As I was preparing for the first few days of Pesah, I happened upon a thought-provoking piece of commentary in the Rabbinical Assembly haggadah, Feast of Freedom. It was a quote from the venerable Hertz humash (Pentateuch and Haftorahs: Hebrew Text English Translation and Commentary, edited by Dr. J H Hertz, 2nd ed., p. 397) about what set the Israelites apart from the Egyptians. The source of our ancestors’ faith was the Tree of Life (Etz Hayyim), while the Egyptians emphasized the cult of death:

When we compare the Egyptian attitude towards death with that of the Torah, we see in the latter what appears to be a deliberate aim to wean the Israelites from Egyptian superstition. On the one hand, there is not a word concerning reward and punishment in the Hereafter; on the other hand, there is rigorous proscription of all magic and sorcery, of sacrificing to the dead, as well as every form of alleged intercourse with the world of spirits. Israel’s faith is a religion of life, not of death; a religion that declares man’s [sic] humanity to man as the most acceptable form of adoration of the One God.

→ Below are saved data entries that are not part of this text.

use crate::error::Result;
use crate::geometry::Contour;
use crate::math::Point2;

use super::engine::boolean_execute;
use super::select::BooleanOp;
use super::TraceParams;

/// Computes the boolean intersection of two closed polylines.
pub struct Intersect<'a> {
    a: &'a [Point2],
    b: &'a [Point2],
    params: TraceParams,
}

impl<'a> Intersect<'a> {
    /// Creates a new `Intersect` operation with default trace parameters.
    #[must_use]
    pub fn new(a: &'a [Point2], b: &'a [Point2]) -> Self {
        Self {
            a,
            b,
            params: TraceParams::default(),
        }
    }

    /// Creates the intersection of two contours, rejecting open ones.
    ///
    /// # Errors
    ///
    /// Returns `GeometryError::ContourNotClosed` if either contour is open.
    pub fn from_contours(a: &'a Contour, b: &'a Contour) -> Result<Self> {
        a.ensure_closed()?;
        b.ensure_closed()?;
        Ok(Self::new(&a.points, &b.points))
    }

    /// Sets custom trace parameters.
    #[must_use]
    pub fn with_params(mut self, params: TraceParams) -> Self {
        self.params = params;
        self
    }

    /// Executes the intersection.
    ///
    /// Touching inputs produce no polyline: the zero-area overlap is dropped
    /// while tracing.
    #[must_use]
    pub fn execute(&self) -> Vec<Vec<Point2>> {
        boolean_execute(self.a, self.b, BooleanOp::Intersect, &self.params)
    }
}

#[cfg(test)]
#[allow(clippy::unwrap_used)]
mod tests {
    use super::*;
    use crate::math::polygon_2d::signed_area;
    use approx::assert_abs_diff_eq;

    fn p(x: f64, y: f64) -> Point2 {
        Point2::new(x, y)
    }

    #[test]
    fn intersection_of_triangle_and_square() {
        let square = vec![p(0.0, 0.0), p(2.0, 0.0), p(2.0, 2.0), p(0.0, 2.0)];
        let triangle = vec![p(1.0, -1.0), p(4.0, 1.0), p(1.0, 3.0)];
        let result = Intersect::new(&square, &triangle).execute();
        assert_eq!(result.len(), 1);
        assert_abs_diff_eq!(signed_area(&result[0]), 2.0, epsilon = 1e-9);
    }

    #[test]
    fn intersection_is_symmetric_in_area() {
        let a = vec![p(0.0, 0.0), p(3.0, 0.0), p(3.0, 2.0), p(0.0, 2.0)];
        let b = vec![p(2.0, 1.0), p(5.0, 1.0), p(5.0, 4.0), p(2.0, 4.0)];
        let ab = Intersect::new(&a, &b).execute();
        let ba = Intersect::new(&b, &a).execute();
        assert_eq!(ab.len(), 1);
        assert_eq!(ba.len(), 1);
        assert_abs_diff_eq!(signed_area(&ab[0]), 1.0, epsilon = 1e-9);
        assert_abs_diff_eq!(signed_area(&ba[0]), 1.0, epsilon = 1e-9);
    }

    #[test]
    fn touching_corner_gives_nothing() {
        let a = vec![p(0.0, 0.0), p(1.0, 0.0), p(1.0, 1.0), p(0.0, 1.0)];
        let b = vec![p(1.0, 1.0), p(2.0, 1.0), p(2.0, 2.0), p(1.0, 2.0)];
        assert!(Intersect::new(&a, &b).execute().is_empty());
    }

    #[test]
    fn intersection_of_closed_contours() {
        let a = Contour::new(vec![p(0.0, 0.0), p(2.0, 0.0), p(2.0, 2.0), p(0.0, 2.0)], true);
        let b = Contour::new(vec![p(1.0, 1.0), p(3.0, 1.0), p(3.0, 3.0), p(1.0, 3.0)], true);
        let result = Intersect::from_contours(&a, &b).unwrap().execute();
        assert_eq!(result.len(), 1);
        assert_abs_diff_eq!(signed_area(&result[0]), 1.0, epsilon = 1e-9);
        assert!(Intersect::from_contours(&a, &Contour::new(b.points.clone(), false)).is_err());
    }
}
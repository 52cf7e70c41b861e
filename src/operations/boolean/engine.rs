use tracing::{debug, trace};

use crate::geometry::contour::are_polylines_identical;
use crate::math::intersect_2d::find_intersections;
use crate::math::polygon_2d::{all_points_inside, dedup_ring, orient, signed_area, Winding};
use crate::math::{Point2, TOLERANCE};
use crate::operations::batch::union_sets;

use super::classify::{classify_crossings, classify_edges};
use super::graph::AugmentedGraph;
use super::select::BooleanOp;
use super::trace::trace_paths;
use super::TraceParams;

/// Executes a boolean operation on two closed polylines.
///
/// Orchestrates the full pipeline: degenerate and identity short-circuits,
/// winding normalization, intersection search, the containment fallback when
/// the boundaries never meet, graph construction, classification and
/// tracing. Every returned polyline has at least three distinct points and
/// no repeated closing point. Outer boundaries are counter-clockwise and
/// holes, such as a pocket enclosed by a union or a ring cut out by a
/// subtraction, are clockwise.
#[must_use]
pub fn boolean_execute(
    a: &[Point2],
    b: &[Point2],
    op: BooleanOp,
    params: &TraceParams,
) -> Vec<Vec<Point2>> {
    let ring_a = usable_ring(a);
    let ring_b = usable_ring(b);

    let (ring_a, ring_b) = match (ring_a, ring_b) {
        (Some(ra), Some(rb)) => (ra, rb),
        (Some(ra), None) => return with_empty_b(op, &ra),
        (None, Some(rb)) => return with_empty_a(op, &rb),
        (None, None) => return Vec::new(),
    };

    if op == BooleanOp::Xor {
        return xor_execute(&ring_a, &ring_b, params);
    }

    if are_polylines_identical(&ring_a, &ring_b) {
        debug!(?op, "inputs are identical; skipping trace");
        return identical_result(op, &ring_a);
    }

    let (wa, wb) = op.required_windings();
    let norm_a = orient(&ring_a, wa);
    let norm_b = orient(&ring_b, wb);

    let hits = find_intersections(&norm_a, &norm_b);
    if hits.is_empty() {
        return containment_fallback(op, &norm_a, &norm_b);
    }

    let mut graph = AugmentedGraph::build(&norm_a, &norm_b, &hits);
    if graph.intersection_count() == 0 {
        return containment_fallback(op, &norm_a, &norm_b);
    }
    trace!(
        nodes = graph.len(),
        intersections = graph.intersection_count(),
        ?op,
        "built augmented graph"
    );

    classify_edges(&mut graph, &norm_a, &norm_b);
    classify_crossings(&mut graph, &norm_b, wb);
    trace_paths(&mut graph, op, params)
}

/// Deduplicates a ring and rejects it if it cannot bound an area.
fn usable_ring(points: &[Point2]) -> Option<Vec<Point2>> {
    let ring = dedup_ring(points);
    (ring.len() >= 3 && signed_area(&ring).abs() > TOLERANCE * TOLERANCE).then_some(ring)
}

fn ccw(ring: &[Point2]) -> Vec<Point2> {
    orient(ring, Winding::CounterClockwise)
}

fn cw(ring: &[Point2]) -> Vec<Point2> {
    orient(ring, Winding::Clockwise)
}

/// Result when B is degenerate.
fn with_empty_b(op: BooleanOp, a: &[Point2]) -> Vec<Vec<Point2>> {
    match op {
        BooleanOp::Union | BooleanOp::Subtract | BooleanOp::Xor => vec![ccw(a)],
        BooleanOp::Intersect => Vec::new(),
    }
}

/// Result when A is degenerate.
fn with_empty_a(op: BooleanOp, b: &[Point2]) -> Vec<Vec<Point2>> {
    match op {
        BooleanOp::Union | BooleanOp::Xor => vec![ccw(b)],
        BooleanOp::Subtract | BooleanOp::Intersect => Vec::new(),
    }
}

fn identical_result(op: BooleanOp, a: &[Point2]) -> Vec<Vec<Point2>> {
    match op {
        BooleanOp::Union | BooleanOp::Intersect => vec![ccw(a)],
        BooleanOp::Subtract | BooleanOp::Xor => Vec::new(),
    }
}

/// Handles boundaries that never meet: one ring contains the other, or the
/// two are disjoint.
///
/// A ring nested inside A survives subtraction as a clockwise hole after A.
fn containment_fallback(op: BooleanOp, a: &[Point2], b: &[Point2]) -> Vec<Vec<Point2>> {
    let a_in_b = all_points_inside(a, b);
    let b_in_a = all_points_inside(b, a);
    debug!(?op, a_in_b, b_in_a, "no boundary intersections; using containment");

    match (a_in_b, b_in_a) {
        (true, true) => identical_result(op, a),
        (true, false) => match op {
            BooleanOp::Union => vec![ccw(b)],
            BooleanOp::Intersect => vec![ccw(a)],
            BooleanOp::Subtract | BooleanOp::Xor => Vec::new(),
        },
        (false, true) => match op {
            BooleanOp::Union => vec![ccw(a)],
            BooleanOp::Intersect => vec![ccw(b)],
            BooleanOp::Subtract | BooleanOp::Xor => vec![ccw(a), cw(b)],
        },
        (false, false) => match op {
            BooleanOp::Union | BooleanOp::Xor => vec![ccw(a), ccw(b)],
            BooleanOp::Intersect => Vec::new(),
            BooleanOp::Subtract => vec![ccw(a)],
        },
    }
}

/// Symmetric difference as the union of both one-sided differences.
fn xor_execute(a: &[Point2], b: &[Point2], params: &TraceParams) -> Vec<Vec<Point2>> {
    if are_polylines_identical(a, b) {
        debug!("inputs are identical; symmetric difference is empty");
        return Vec::new();
    }
    let a_minus_b = boolean_execute(a, b, BooleanOp::Subtract, params);
    let b_minus_a = boolean_execute(b, a, BooleanOp::Subtract, params);
    union_sets(&a_minus_b, &b_minus_a)
}
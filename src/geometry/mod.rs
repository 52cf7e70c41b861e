pub mod contour;

pub use contour::{are_polylines_identical, Contour};
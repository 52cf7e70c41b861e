use crate::error::Result;
use crate::geometry::Contour;
use crate::math::Point2;
use crate::operations::query::FindHoles;

use super::bridge::bridge_holes;
use super::engine::boolean_execute;
use super::select::BooleanOp;
use super::TraceParams;

/// Computes the boolean subtraction of one closed polyline from another.
///
/// By default a polyline nested entirely inside A comes back as a separate
/// clockwise hole, which [`FindHoles`] pairs with the outer one.
/// With bridged holes enabled, every outer contour and its holes are merged
/// into a single ring-shaped path.
pub struct Subtract<'a> {
    a: &'a [Point2],
    b: &'a [Point2],
    params: TraceParams,
    bridged_holes: bool,
}

impl<'a> Subtract<'a> {
    /// Creates a new `Subtract` operation (A - B).
    #[must_use]
    pub fn new(a: &'a [Point2], b: &'a [Point2]) -> Self {
        Self {
            a,
            b,
            params: TraceParams::default(),
            bridged_holes: false,
        }
    }

    /// Creates the subtraction of two contours, rejecting open ones.
    ///
    /// # Errors
    ///
    /// Returns `GeometryError::ContourNotClosed` if either contour is open.
    pub fn from_contours(a: &'a Contour, b: &'a Contour) -> Result<Self> {
        a.ensure_closed()?;
        b.ensure_closed()?;
        Ok(Self::new(&a.points, &b.points))
    }

    /// Sets custom trace parameters.
    #[must_use]
    pub fn with_params(mut self, params: TraceParams) -> Self {
        self.params = params;
        self
    }

    /// Selects whether holes are spliced into their outer contour.
    #[must_use]
    pub fn with_bridged_holes(mut self, bridged: bool) -> Self {
        self.bridged_holes = bridged;
        self
    }

    /// Executes the subtraction.
    #[must_use]
    pub fn execute(&self) -> Vec<Vec<Point2>> {
        let paths = boolean_execute(self.a, self.b, BooleanOp::Subtract, &self.params);
        if self.bridged_holes {
            bridge_results(paths)
        } else {
            paths
        }
    }
}

fn bridge_results(paths: Vec<Vec<Point2>>) -> Vec<Vec<Point2>> {
    let contours: Vec<Contour> = paths
        .into_iter()
        .map(|points| Contour::new(points, true))
        .collect();

    FindHoles::new(&contours)
        .execute()
        .into_iter()
        .map(|(outer, holes)| {
            let outer = &contours[outer].points;
            if holes.is_empty() {
                return outer.clone();
            }
            let holes: Vec<Vec<Point2>> = holes
                .iter()
                .map(|&h| contours[h].points.clone())
                .collect();
            bridge_holes(outer, &holes)
        })
        .collect()
}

The Torah sets up the expectation that we should dwell on life, not on death; that what counts is not what comes next, but what happens here on Earth. We do not, as the ancient Egyptians did, bury people with all their material possessions in array around them. On the contrary, we expect that we will take nothing with us when we leave this life.

And, unlike certain parts of Christianity, our goal is not to behave well in this world so that we may enjoy the next. Our goal is to live a good life right now because that is good for ourselves and good for those around us to do so.

Of course, Judaism has its own framework for mourning. Consider these things: many Jews who are not so rigorous with respect to many of the daily aspects of Jewish practice (kashrut / dietary laws, Shabbat, Talmud Torah / studying the texts of our tradition, etc.) are suddenly very traditional in the context of death and bereavement. People who do not show up for Sukkot or Shavuot will come to say the Mourner’s Qaddish on a Tuesday evening for yahrzeit. As may be obvious today, the Yizkor service still draws a crowd. (I’m told that there was a time in New York’s Garment District when there were back-to-back Yizkor services all day long on the last Yom Tov / festival day, so people in the neighborhood could pop in and then go right back to work.)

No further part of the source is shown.